Transgene Mapping and Genotyping Protocol Design in a Transgenic Mouse Strain by Short‐Read Whole‐Genome Sequencing

[Aim] When creating transgenic mice, multiple lines with the same transgene are often created. For example, our laboratory has three lines of hAce2 transgenic mice (hAce2‐Tg). For one of them (hAce2‐Tg#16), we mapped the transgene using short‐read whole‐genome sequencing and designed genotyping PCR to identify the line. [Methods] We extracted genomic DNA from kidneys of hAce2‐Tg#16. Using PCR‐free libraries prepared with the genomic DNA, paired‐end 150‐bp reads were performed by DNBSEQG‐400 sequencer (MGI Tech) (outsourced). In order to find the junction between the genome and the transgene, we created two search programs: one to search for matches between the transgene and each read and its complementary sequence from the front (5′ side, head‐match), and the other to search for matches from the back (3′ side, tail‐match).

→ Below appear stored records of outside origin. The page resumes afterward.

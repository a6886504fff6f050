// Derived aggregations over filtered, annotated ticket sets.
// Every computation here is a single linear pass; nothing is cached, each
// filter change simply recomputes.

pub mod correlation;
pub mod delivery;
pub mod escalation;
pub mod histogram;
pub mod risk;
pub mod workload;

pub use correlation::{incident_density, incident_density_of};
pub use delivery::{delivery_by_team, Delivery};
pub use escalation::{classify, escalation_report, parse_tier, EscalationReport, TierMove};
pub use histogram::stage_histogram;
pub use risk::{risk_buckets, RiskBuckets, RiskLevel};
pub use workload::{categorize, workload, workload_by_team, CategoryCounts, TeamWorkload, Workload};
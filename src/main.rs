use stagehand::cli::run;

fn main() {
    if let Err(e) = run() {
        eprintln!("Error: {}", e);
        let mut causes = e.chain().skip(1).peekable();
        if causes.peek().is_some() {
            eprintln!("\nCaused by:");
            for err in causes {
                eprintln!("  {}", err);
            }
        }
        std::process::exit(1);
    }
}
use serde::{Deserialize, Serialize};

use crate::models::{CanonicalStage, Priority};

/// A raw status or priority value as received from an upstream tracker.
///
/// Trackers disagree on representation: some send workflow integers, others
/// send free-text status names in whatever casing the board admin typed.
#[derive(Debug, Clone, PartialEq, Serialize, Deserialize)]
#[serde(untagged)]
pub enum RawField {
    Int(i64),
    Text(String),
}

impl RawField {
    pub fn as_text(&self) -> Option<&str> {
        match self {
            RawField::Text(s) => Some(s),
            RawField::Int(_) => None,
        }
    }

    pub fn as_int(&self) -> Option<i64> {
        match self {
            RawField::Int(n) => Some(*n),
            RawField::Text(_) => None,
        }
    }
}

impl From<i64> for RawField {
    fn from(n: i64) -> Self {
        RawField::Int(n)
    }
}

impl From<&str> for RawField {
    fn from(s: &str) -> Self {
        RawField::Text(s.to_string())
    }
}

/// Ticket record as delivered by the fetch layer.
///
/// Read-only within this core: tickets arrive fully formed on each page
/// activation and are discarded when the view unmounts. Timestamps are epoch
/// seconds; missing or unparsable upstream dates are None.
#[derive(Debug, Clone, Serialize, Deserialize)]
pub struct Ticket {
    pub id: i64,
    pub title: String,
    pub raw_status: Option<RawField>,
    pub raw_priority: Option<RawField>,
    pub project_id: Option<i64>,
    pub epic_key: Option<String>,
    /// Tracker key such as "SKP-123"; the prefix identifies the owning team
    /// when no explicit project linkage exists.
    pub key: Option<String>,
    pub assignee: Option<String>,
    /// Free-text team field, last-resort team linkage
    pub team: Option<String>,
    pub issue_type: Option<String>,
    pub delivery_points: f64,
    pub complexity: u8,
    pub risk: u8,
    pub created_at: Option<i64>,
    pub updated_at: Option<i64>,
    pub resolved_at: Option<i64>,
    pub is_rollback: bool,
}

impl Ticket {
    /// Minimal ticket for construction in callers and tests; everything
    /// optional starts empty.
    pub fn new(id: i64, title: &str) -> Self {
        Self {
            id,
            title: title.to_string(),
            raw_status: None,
            raw_priority: None,
            project_id: None,
            epic_key: None,
            key: None,
            assignee: None,
            team: None,
            issue_type: None,
            delivery_points: 0.0,
            complexity: 0,
            risk: 0,
            created_at: None,
            updated_at: None,
            resolved_at: None,
            is_rollback: false,
        }
    }

    /// Tracker-key prefix ("SKP-123" -> "SKP"), if a key is present
    pub fn key_prefix(&self) -> Option<&str> {
        let key = self.key.as_deref()?;
        let dash = key.find('-')?;
        if dash == 0 {
            return None;
        }
        Some(&key[..dash])
    }

    /// Incident-side categorization: issue types containing incident, bug or
    /// defect (case-insensitive) are incidents; everything else is dev work.
    pub fn is_incident(&self) -> bool {
        match &self.issue_type {
            Some(t) => {
                let t = t.to_lowercase();
                t.contains("incident") || t.contains("bug") || t.contains("defect")
            }
            None => false,
        }
    }
}

/// Ticket plus its resolved canonical stage and priority ordinal.
///
/// This is the shape the filter pipeline, boards, and aggregations consume.
#[derive(Debug, Clone, Serialize, Deserialize)]
pub struct AnnotatedTicket {
    pub ticket: Ticket,
    pub stage: CanonicalStage,
    pub priority: Priority,
}

impl AnnotatedTicket {
    /// Done for workload purposes: reached stage 11, or resolved in an
    /// external system (resolution timestamp present). Counted once even
    /// when both hold.
    pub fn is_done(&self) -> bool {
        self.stage == CanonicalStage::Done || self.ticket.resolved_at.is_some()
    }
}
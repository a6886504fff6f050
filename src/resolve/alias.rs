//! Ordered status-alias dispatch table
//!
//! Raw tracker status names are normalized (uppercased, non-alphanumerics
//! stripped) and then tested against this table top to bottom, first match
//! wins. Rows run from the highest stage to the lowest because some alias
//! families overlap: anything containing "SECURITY" must land on Security
//! Testing (7) even when it would also read as a QA/Test (6) spelling, so the
//! stage-7 substring row sits above every QA row. The ordering is a tie-break
//! rule, not an implementation accident; do not collapse this into a map.

use crate::models::CanonicalStage;

/// How a table row matches a normalized status string
#[derive(Debug)]
pub enum AliasRule {
    /// Exact match against any of these normalized spellings
    AnyOf(&'static [&'static str]),
    /// Substring match, used only for the security family
    Contains(&'static str),
}

impl AliasRule {
    pub fn matches(&self, normalized: &str) -> bool {
        match self {
            AliasRule::AnyOf(aliases) => aliases.contains(&normalized),
            AliasRule::Contains(needle) => normalized.contains(needle),
        }
    }
}

/// First-match-wins, highest stage first
pub const STAGE_ALIASES: &[(AliasRule, CanonicalStage)] = &[
    (
        AliasRule::AnyOf(&["ROLLBACK", "ROLLEDBACK", "REVERTED"]),
        CanonicalStage::Rollback,
    ),
    (
        AliasRule::AnyOf(&[
            "DONE",
            "LIVE",
            "LIVEDONE",
            "CLOSED",
            "RESOLVED",
            "COMPLETE",
            "COMPLETED",
            "RELEASED",
            "DEPLOYED",
            "INPRODUCTION",
        ]),
        CanonicalStage::Done,
    ),
    (
        AliasRule::AnyOf(&[
            "PRODUCTIONREADY",
            "PRODREADY",
            "READYFORPRODUCTION",
            "READYFORRELEASE",
            "READYTODEPLOY",
        ]),
        CanonicalStage::ProductionReady,
    ),
    (
        AliasRule::AnyOf(&["CABREADY", "CAB", "CABAPPROVED", "CHANGEAPPROVED", "AWAITINGCAB"]),
        CanonicalStage::CabReady,
    ),
    (
        AliasRule::AnyOf(&["UAT", "INUAT", "READYFORUAT", "USERACCEPTANCETESTING", "UATSIGNOFF"]),
        CanonicalStage::Uat,
    ),
    // Substring on purpose: trackers emit many free-text variants such as
    // "Security Testing", "In Security Review", "Security - PenTest". Must
    // sit above every QA/Test row.
    (AliasRule::Contains("SECURITY"), CanonicalStage::SecurityTesting),
    (
        AliasRule::AnyOf(&["PENTEST", "PENETRATIONTESTING"]),
        CanonicalStage::SecurityTesting,
    ),
    (
        AliasRule::AnyOf(&["QA", "INQA", "QATEST", "TEST", "TESTING", "INTEST", "INTESTING"]),
        CanonicalStage::Test,
    ),
    (
        AliasRule::AnyOf(&[
            "READYTOTEST",
            "READYFORTEST",
            "READYFORTESTING",
            "READYFORQA",
            "AWAITINGQA",
        ]),
        CanonicalStage::ReadyToTest,
    ),
    (
        AliasRule::AnyOf(&["DEVOPS", "INDEVOPS", "AWAITINGDEVOPS", "DEVOPSREVIEW"]),
        CanonicalStage::DevOps,
    ),
    (
        AliasRule::AnyOf(&[
            "REVIEW",
            "INREVIEW",
            "CODEREVIEW",
            "PEERREVIEW",
            "AWAITINGREVIEW",
            "PRRAISED",
        ]),
        CanonicalStage::Review,
    ),
    (
        AliasRule::AnyOf(&["BLOCKED", "ONHOLD", "IMPEDED", "IMPEDIMENT", "STUCK"]),
        CanonicalStage::Blocked,
    ),
    (
        AliasRule::AnyOf(&[
            "INPROGRESS",
            "INDEVELOPMENT",
            "INDEV",
            "DOING",
            "ACTIVE",
            "STARTED",
            "WIP",
        ]),
        CanonicalStage::InProgress,
    ),
    (
        AliasRule::AnyOf(&[
            "TODO",
            "BACKLOG",
            "OPEN",
            "NEW",
            "CREATED",
            "TRIAGE",
            "SELECTEDFORDEV",
            "SELECTEDFORDEVELOPMENT",
        ]),
        CanonicalStage::ToDo,
    ),
];

/// Normalize a raw status name: uppercase, strip non-alphanumerics
pub fn normalize(raw: &str) -> String {
    raw.chars()
        .filter(|c| c.is_alphanumeric())
        .flat_map(|c| c.to_uppercase())
        .collect()
}

#[cfg(test)]
mod tests {
    use super::*;

    #[test]
    fn test_normalize() {
        assert_eq!(normalize("In Progress"), "INPROGRESS");
        assert_eq!(normalize("SELECTED_FOR_DEV"), "SELECTEDFORDEV");
        assert_eq!(normalize("ready-to-test!"), "READYTOTEST");
        assert_eq!(normalize(""), "");
    }

    #[test]
    fn test_table_runs_highest_stage_first() {
        // Ignoring the extra stage-7 exact row that backs up the substring
        // rule, stages must be non-increasing down the table.
        let mut last = u8::MAX;
        for (_, stage) in STAGE_ALIASES {
            let idx = stage.as_index();
            assert!(
                idx <= last || idx == 7,
                "alias table out of order at stage {}",
                idx
            );
            last = idx;
        }
    }

    #[test]
    fn test_security_row_precedes_test_rows() {
        let security_pos = STAGE_ALIASES
            .iter()
            .position(|(rule, _)| matches!(rule, AliasRule::Contains("SECURITY")))
            .unwrap();
        let first_test_pos = STAGE_ALIASES
            .iter()
            .position(|(_, stage)| *stage == CanonicalStage::Test)
            .unwrap();
        assert!(security_pos < first_test_pos);
    }
}
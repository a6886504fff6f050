//! Static per-team board schema registry
//!
//! Each known team's column layout reproduces the board that team configured
//! in its external tracker, column for column. The layouts intentionally
//! diverge between teams (Enterprise Solution collapses the whole deployment
//! tail into one column, Payments merges its QA columns); unifying them would
//! break parity with the real boards. Unrecognized team names fall back to
//! the standard layout.
//!
//! Invariant, enforced by test: every schema's stage matchers jointly cover
//! stages 0..=11. Stage 12 is never a column; rollbacks surface through the
//! ticket's is_rollback flag in a separate panel.

use crate::board::schema::{BoardColumn, BoardSchema, RawMatcher};
use crate::models::CanonicalStage;

use CanonicalStage::*;

/// Full 12-column layout used by Digital Banking, Platform Services, and as
/// the fallback for unknown teams.
const STANDARD_COLUMNS: &[BoardColumn] = &[
    BoardColumn {
        label: "To Do",
        color: "#95a5a6",
        raw: RawMatcher::AnyOf(&["To Do", "TODO", "Backlog", "Open", "New", "Selected for Dev"]),
        stages: &[ToDo],
    },
    BoardColumn {
        label: "In Progress",
        color: "#3498db",
        raw: RawMatcher::AnyOf(&["In Progress", "In Development", "In Dev", "Doing", "Active"]),
        stages: &[InProgress],
    },
    BoardColumn {
        label: "Blocked",
        color: "#e74c3c",
        raw: RawMatcher::AnyOf(&["Blocked", "On Hold", "Impediment"]),
        stages: &[Blocked],
    },
    BoardColumn {
        label: "Review",
        color: "#9b59b6",
        raw: RawMatcher::AnyOf(&["Review", "In Review", "Code Review", "Peer Review"]),
        stages: &[Review],
    },
    BoardColumn {
        label: "DevOps",
        color: "#16a085",
        raw: RawMatcher::AnyOf(&["DevOps", "In DevOps", "Awaiting DevOps"]),
        stages: &[DevOps],
    },
    BoardColumn {
        label: "Ready to Test",
        color: "#f39c12",
        raw: RawMatcher::AnyOf(&["Ready to Test", "Ready for Test", "Ready for QA"]),
        stages: &[ReadyToTest],
    },
    BoardColumn {
        label: "QA/Test",
        color: "#e67e22",
        raw: RawMatcher::AnyOf(&["QA", "Testing", "Test", "In Test", "In QA"]),
        stages: &[Test],
    },
    BoardColumn {
        label: "Security Testing",
        color: "#c0392b",
        raw: RawMatcher::Contains("security"),
        stages: &[SecurityTesting],
    },
    BoardColumn {
        label: "UAT",
        color: "#2980b9",
        raw: RawMatcher::AnyOf(&["UAT", "In UAT", "Ready for UAT"]),
        stages: &[Uat],
    },
    BoardColumn {
        label: "CAB Ready",
        color: "#8e44ad",
        raw: RawMatcher::AnyOf(&["CAB Ready", "CAB", "Awaiting CAB"]),
        stages: &[CabReady],
    },
    BoardColumn {
        label: "Production Ready",
        color: "#27ae60",
        raw: RawMatcher::AnyOf(&["Production Ready", "Ready for Release", "Ready to Deploy"]),
        stages: &[ProductionReady],
    },
    BoardColumn {
        label: "Done",
        color: "#2ecc71",
        raw: RawMatcher::AnyOf(&["Done", "Live", "Closed", "Resolved", "Released", "Deployed"]),
        stages: &[Done],
    },
];

/// Enterprise Solution collapses the deployment tail (DevOps, Security, UAT,
/// CAB, Production Ready) into a single "Ready to Deploy" column, matching
/// the board that team runs externally.
const ENTERPRISE_COLUMNS: &[BoardColumn] = &[
    BoardColumn {
        label: "To Do",
        color: "#95a5a6",
        raw: RawMatcher::AnyOf(&["To Do", "TODO", "Backlog", "Open"]),
        stages: &[ToDo],
    },
    BoardColumn {
        label: "In Progress",
        color: "#3498db",
        raw: RawMatcher::AnyOf(&["In Progress", "In Development", "Doing"]),
        stages: &[InProgress],
    },
    BoardColumn {
        label: "Blocked",
        color: "#e74c3c",
        raw: RawMatcher::AnyOf(&["Blocked", "On Hold"]),
        stages: &[Blocked],
    },
    BoardColumn {
        label: "Review",
        color: "#9b59b6",
        raw: RawMatcher::AnyOf(&["Review", "In Review", "Code Review"]),
        stages: &[Review],
    },
    BoardColumn {
        label: "Ready to Test",
        color: "#f39c12",
        raw: RawMatcher::AnyOf(&["Ready to Test", "Ready for QA"]),
        stages: &[ReadyToTest],
    },
    BoardColumn {
        label: "QA/Test",
        color: "#e67e22",
        raw: RawMatcher::AnyOf(&["QA", "Testing", "In Test"]),
        stages: &[Test],
    },
    BoardColumn {
        label: "Ready to Deploy",
        color: "#27ae60",
        raw: RawMatcher::AnyOf(&[
            "Ready to Deploy",
            "Awaiting Deployment",
            "DevOps",
            "UAT",
            "CAB Ready",
            "Production Ready",
        ]),
        stages: &[DevOps, SecurityTesting, Uat, CabReady, ProductionReady],
    },
    BoardColumn {
        label: "Done",
        color: "#2ecc71",
        raw: RawMatcher::AnyOf(&["Done", "Live", "Closed", "Resolved"]),
        stages: &[Done],
    },
];

/// Payments merges Ready to Test + QA into one Testing column and the
/// deployment approvals into one Release column.
const PAYMENTS_COLUMNS: &[BoardColumn] = &[
    BoardColumn {
        label: "To Do",
        color: "#95a5a6",
        raw: RawMatcher::AnyOf(&["To Do", "Backlog", "Open", "New"]),
        stages: &[ToDo],
    },
    BoardColumn {
        label: "In Progress",
        color: "#3498db",
        raw: RawMatcher::AnyOf(&["In Progress", "In Dev", "Active"]),
        stages: &[InProgress],
    },
    BoardColumn {
        label: "Blocked",
        color: "#e74c3c",
        raw: RawMatcher::AnyOf(&["Blocked", "On Hold", "Impediment"]),
        stages: &[Blocked],
    },
    BoardColumn {
        label: "Review",
        color: "#9b59b6",
        raw: RawMatcher::AnyOf(&["Review", "In Review", "Peer Review"]),
        stages: &[Review],
    },
    BoardColumn {
        label: "Testing",
        color: "#e67e22",
        raw: RawMatcher::AnyOf(&["Testing", "QA", "Ready to Test", "Ready for Test", "In Test"]),
        stages: &[ReadyToTest, Test],
    },
    BoardColumn {
        label: "Security Testing",
        color: "#c0392b",
        raw: RawMatcher::Contains("security"),
        stages: &[SecurityTesting],
    },
    BoardColumn {
        label: "UAT",
        color: "#2980b9",
        raw: RawMatcher::AnyOf(&["UAT", "In UAT"]),
        stages: &[Uat],
    },
    BoardColumn {
        label: "Release",
        color: "#27ae60",
        raw: RawMatcher::AnyOf(&["DevOps", "CAB Ready", "Production Ready", "Release"]),
        stages: &[DevOps, CabReady, ProductionReady],
    },
    BoardColumn {
        label: "Done",
        color: "#2ecc71",
        raw: RawMatcher::AnyOf(&["Done", "Live", "Closed", "Deployed"]),
        stages: &[Done],
    },
];

const ENTERPRISE: BoardSchema = BoardSchema {
    team: "Enterprise Solution",
    columns: ENTERPRISE_COLUMNS,
};

const DIGITAL_BANKING: BoardSchema = BoardSchema {
    team: "Digital Banking",
    columns: STANDARD_COLUMNS,
};

const PAYMENTS: BoardSchema = BoardSchema {
    team: "Payments",
    columns: PAYMENTS_COLUMNS,
};

const PLATFORM_SERVICES: BoardSchema = BoardSchema {
    team: "Platform Services",
    columns: STANDARD_COLUMNS,
};

const FALLBACK: BoardSchema = BoardSchema {
    team: "Default",
    columns: STANDARD_COLUMNS,
};

/// All registered schemas, fallback excluded
pub const SCHEMAS: &[&BoardSchema] = &[&ENTERPRISE, &DIGITAL_BANKING, &PAYMENTS, &PLATFORM_SERVICES];

/// Tracker-key prefix to team name
pub const TEAM_PREFIXES: &[(&str, &str)] = &[
    ("ENT", "Enterprise Solution"),
    ("DGB", "Digital Banking"),
    ("PAY", "Payments"),
    ("SKP", "Platform Services"),
];

/// Alternate spellings seen in upstream team records
const TEAM_ALIASES: &[(&str, &str)] = &[("Enterprise Solutions", "Enterprise Solution")];

fn canonical_team_name(name: &str) -> &str {
    let name = name.trim();
    for (alias, canonical) in TEAM_ALIASES {
        if alias.eq_ignore_ascii_case(name) {
            return canonical;
        }
    }
    name
}

/// Board schema for a team by display name. Aliases are recognized; unknown
/// teams get the standard fallback layout.
pub fn schema_for(team_name: &str) -> &'static BoardSchema {
    let name = canonical_team_name(team_name);
    for schema in SCHEMAS.iter().copied() {
        if schema.team.eq_ignore_ascii_case(name) {
            return schema;
        }
    }
    &FALLBACK
}

pub fn fallback_schema() -> &'static BoardSchema {
    &FALLBACK
}

/// Owning team for a tracker-key prefix ("SKP" -> Platform Services)
pub fn team_for_prefix(prefix: &str) -> Option<&'static str> {
    TEAM_PREFIXES
        .iter()
        .find(|(p, _)| p.eq_ignore_ascii_case(prefix))
        .map(|(_, team)| *team)
}

/// Owning team for a full tracker key ("SKP-123" -> Platform Services)
pub fn team_for_key(key: &str) -> Option<&'static str> {
    let dash = key.find('-')?;
    if dash == 0 {
        return None;
    }
    team_for_prefix(&key[..dash])
}

#[cfg(test)]
mod tests {
    use super::*;

    #[test]
    fn test_known_team_lookup() {
        assert_eq!(schema_for("Payments").team, "Payments");
        assert_eq!(schema_for("payments").team, "Payments");
        assert_eq!(schema_for("Enterprise Solution").team, "Enterprise Solution");
    }

    #[test]
    fn test_alias_lookup() {
        assert_eq!(schema_for("Enterprise Solutions").team, "Enterprise Solution");
    }

    #[test]
    fn test_unknown_team_falls_back() {
        assert_eq!(schema_for("Skunkworks").team, "Default");
        assert_eq!(schema_for("").team, "Default");
    }

    #[test]
    fn test_prefix_lookup() {
        assert_eq!(team_for_prefix("SKP"), Some("Platform Services"));
        assert_eq!(team_for_prefix("skp"), Some("Platform Services"));
        assert_eq!(team_for_prefix("XYZ"), None);
        assert_eq!(team_for_key("SKP-123"), Some("Platform Services"));
        assert_eq!(team_for_key("123"), None);
    }

    #[test]
    fn test_every_schema_covers_stages_0_through_11() {
        let mut all: Vec<&BoardSchema> = SCHEMAS.to_vec();
        all.push(fallback_schema());
        for schema in all {
            for idx in 0u8..=11 {
                let stage = CanonicalStage::from_index(idx).unwrap();
                assert!(
                    schema.columns.iter().any(|c| c.matches_stage(stage)),
                    "schema {} does not cover stage {}",
                    schema.team,
                    idx
                );
            }
        }
    }

    #[test]
    fn test_no_schema_has_a_rollback_column() {
        for schema in SCHEMAS {
            for column in schema.columns {
                assert!(!column.matches_stage(CanonicalStage::Rollback));
            }
        }
    }

    #[test]
    fn test_enterprise_collapsed_deploy_column() {
        let schema = schema_for("Enterprise Solution");
        let deploy = schema
            .columns
            .iter()
            .find(|c| c.label == "Ready to Deploy")
            .unwrap();
        for idx in [4u8, 7, 8, 9, 10] {
            assert!(deploy.matches_stage(CanonicalStage::from_index(idx).unwrap()));
        }
        assert!(!deploy.matches_stage(CanonicalStage::Test));
    }

    #[test]
    fn test_execution_slice_excludes_todo_and_done() {
        let mut all: Vec<&BoardSchema> = SCHEMAS.to_vec();
        all.push(fallback_schema());
        for schema in all {
            for column in schema.execution_columns() {
                assert!(
                    !column.matches_stage(CanonicalStage::ToDo),
                    "{} execution slice accepts To Do",
                    schema.team
                );
                assert!(
                    !column.matches_stage(CanonicalStage::Done),
                    "{} execution slice accepts Done",
                    schema.team
                );
            }
        }
    }
}
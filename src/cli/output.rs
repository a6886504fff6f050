// Plain-text table output for the reporting commands

/// Render rows as fixed-width columns. Widths come from the widest cell per
/// column; headers are underlined with dashes.
pub fn print_table(headers: &[&str], rows: &[Vec<String>]) {
    let mut widths: Vec<usize> = headers.iter().map(|h| h.len()).collect();
    for row in rows {
        for (i, cell) in row.iter().enumerate() {
            if i < widths.len() {
                widths[i] = widths[i].max(cell.len());
            }
        }
    }

    let header_line: Vec<String> = headers
        .iter()
        .enumerate()
        .map(|(i, h)| format!("{:<width$}", h, width = widths[i]))
        .collect();
    println!("{}", header_line.join("  "));
    let underline: Vec<String> = widths.iter().map(|w| "-".repeat(*w)).collect();
    println!("{}", underline.join("  "));

    for row in rows {
        let line: Vec<String> = row
            .iter()
            .enumerate()
            .map(|(i, cell)| format!("{:<width$}", cell, width = widths[i]))
            .collect();
        println!("{}", line.join("  "));
    }
}

/// Section header for board columns and panels
pub fn print_heading(label: &str, count: usize) {
    println!();
    println!("{} ({})", label, count);
}
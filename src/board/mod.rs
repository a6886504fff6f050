pub mod registry;
pub mod schema;
pub mod view;

pub use registry::{fallback_schema, schema_for, team_for_key, team_for_prefix};
pub use schema::{BoardColumn, BoardSchema, RawMatcher};
pub use view::{execution_board, sprint_board, ColumnBucket, ExecutionBoard};
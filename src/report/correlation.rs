use crate::models::AnnotatedTicket;
use crate::report::workload::{categorize, CategoryCounts};
use crate::utils::round2;

/// Incidents per ten dev tickets, rounded to two decimals.
///
/// The zero guard is mandatory: an empty dev count yields exactly 0, never
/// NaN or infinity.
pub fn incident_density(counts: CategoryCounts) -> f64 {
    if counts.dev == 0 {
        return 0.0;
    }
    round2(counts.incidents as f64 / counts.dev as f64 * 10.0)
}

pub fn incident_density_of(tickets: &[AnnotatedTicket]) -> f64 {
    incident_density(categorize(tickets))
}

#[cfg(test)]
mod tests {
    use super::*;
    use crate::models::Ticket;
    use crate::resolve::annotate;

    #[test]
    fn test_density() {
        let counts = CategoryCounts { dev: 3, incidents: 2 };
        assert_eq!(incident_density(counts), 6.67);
    }

    #[test]
    fn test_zero_dev_count_is_zero_not_nan() {
        let counts = CategoryCounts { dev: 0, incidents: 5 };
        let density = incident_density(counts);
        assert_eq!(density, 0.0);
        assert!(density.is_finite());
    }

    #[test]
    fn test_density_of_tickets() {
        let mut incident = Ticket::new(1, "outage");
        incident.issue_type = Some("Incident".to_string());
        let dev = Ticket::new(2, "feature");
        let tickets = annotate(vec![incident, dev]);
        assert_eq!(incident_density_of(&tickets), 10.0);
    }
}
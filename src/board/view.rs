//! Board projections
//!
//! Buckets an annotated ticket collection into a schema's columns. Two views
//! exist over the same tickets:
//!
//! - the sprint board keys on the live raw tracker status text;
//! - the execution board keys on canonical stage and shows only active
//!   work-in-progress columns, with To Do, Done, and rollback tickets pulled
//!   out into dedicated panels.

use crate::board::schema::{BoardColumn, BoardSchema};
use crate::models::{AnnotatedTicket, CanonicalStage};

/// One column's bucket of tickets
#[derive(Debug)]
pub struct ColumnBucket<'a> {
    pub column: &'static BoardColumn,
    pub tickets: Vec<&'a AnnotatedTicket>,
}

/// Execution-board projection with its side panels
#[derive(Debug)]
pub struct ExecutionBoard<'a> {
    pub columns: Vec<ColumnBucket<'a>>,
    /// Stage-0 tickets, rendered as a backlog list rather than a column
    pub backlog: Vec<&'a AnnotatedTicket>,
    /// Stage-11 tickets, rendered as a completed list
    pub completed: Vec<&'a AnnotatedTicket>,
    /// Rolled-back tickets, handled orthogonally to the columns
    pub rollbacks: Vec<&'a AnnotatedTicket>,
}

/// Sprint board: bucket by live raw status text.
///
/// Tickets whose status is an integer, missing, or matches no column's raw
/// matcher appear in no bucket; an unmapped status does not render on the
/// external boards either.
pub fn sprint_board<'a>(
    schema: &'static BoardSchema,
    tickets: &'a [AnnotatedTicket],
) -> Vec<ColumnBucket<'a>> {
    let mut buckets: Vec<ColumnBucket<'a>> = schema
        .columns
        .iter()
        .map(|column| ColumnBucket {
            column,
            tickets: Vec::new(),
        })
        .collect();

    for ticket in tickets {
        let raw = match ticket.ticket.raw_status.as_ref().and_then(|r| r.as_text()) {
            Some(raw) => raw,
            None => continue,
        };
        if let Some(bucket) = buckets.iter_mut().find(|b| b.column.matches_raw(raw)) {
            bucket.tickets.push(ticket);
        }
    }

    buckets
}

/// Execution board: bucket by canonical stage over the active columns only.
pub fn execution_board<'a>(
    schema: &'static BoardSchema,
    tickets: &'a [AnnotatedTicket],
) -> ExecutionBoard<'a> {
    let mut columns: Vec<ColumnBucket<'a>> = schema
        .execution_columns()
        .iter()
        .map(|column| ColumnBucket {
            column,
            tickets: Vec::new(),
        })
        .collect();
    let mut backlog = Vec::new();
    let mut completed = Vec::new();
    let mut rollbacks = Vec::new();

    for ticket in tickets {
        if ticket.ticket.is_rollback || ticket.stage.is_rollback() {
            rollbacks.push(ticket);
            continue;
        }
        match ticket.stage {
            CanonicalStage::ToDo => backlog.push(ticket),
            CanonicalStage::Done => completed.push(ticket),
            stage => {
                if let Some(bucket) = columns.iter_mut().find(|b| b.column.matches_stage(stage)) {
                    bucket.tickets.push(ticket);
                }
            }
        }
    }

    ExecutionBoard {
        columns,
        backlog,
        completed,
        rollbacks,
    }
}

We selected reads with a match length of 5 to 145 bases. After the search, we selected reads containing the mouse genome sequence in the non‐matching part by BLAST search of the Ensembl database. Based on this sequence information, we designed primers for genotyping PCR based on the flanking primer method. All animal experiments were conducted in accordance with the guidelines for animal experiments of the National Institutes of Biomedical Innovation, Health, and Nutrition, Osaka, Japan (authorization number: DS22‐55). [Results and Discussion] In a total of 882,577,032 reads (total read length: about 132 GBase), the total numbers of head‐matching and tail‐matching reads were 1,498 and 3,060, respectively. Among them, eight reads in the head‐matching reads had the same genomic sequence. Its genomic location was in the intron of the Nrxn3 gene on chromosome 12. The transgene was truncated by 82 bases from the 3′ end. On the other hand, none of the tail‐matching reads contained the neighboring genomic sequence. Genotyping PCRs with flanking primers we designed based on the sequence near the junction between transgene and genome sequences confirmed that the presence or absence of the transgene only in the line (hAce2‐Tg#16). The authors have already reported examples of transgene mapping by Genomic Walking (Exp Anim 53: 103‐111, 2004) and whole genome sequencing of long reads (Exp Anim 69: 279‐286, 2020). This study confirmed that short‐read whole‐genome sequencing was also useful for mapping transgenes and designing PCR for genotyping of transgenic mice.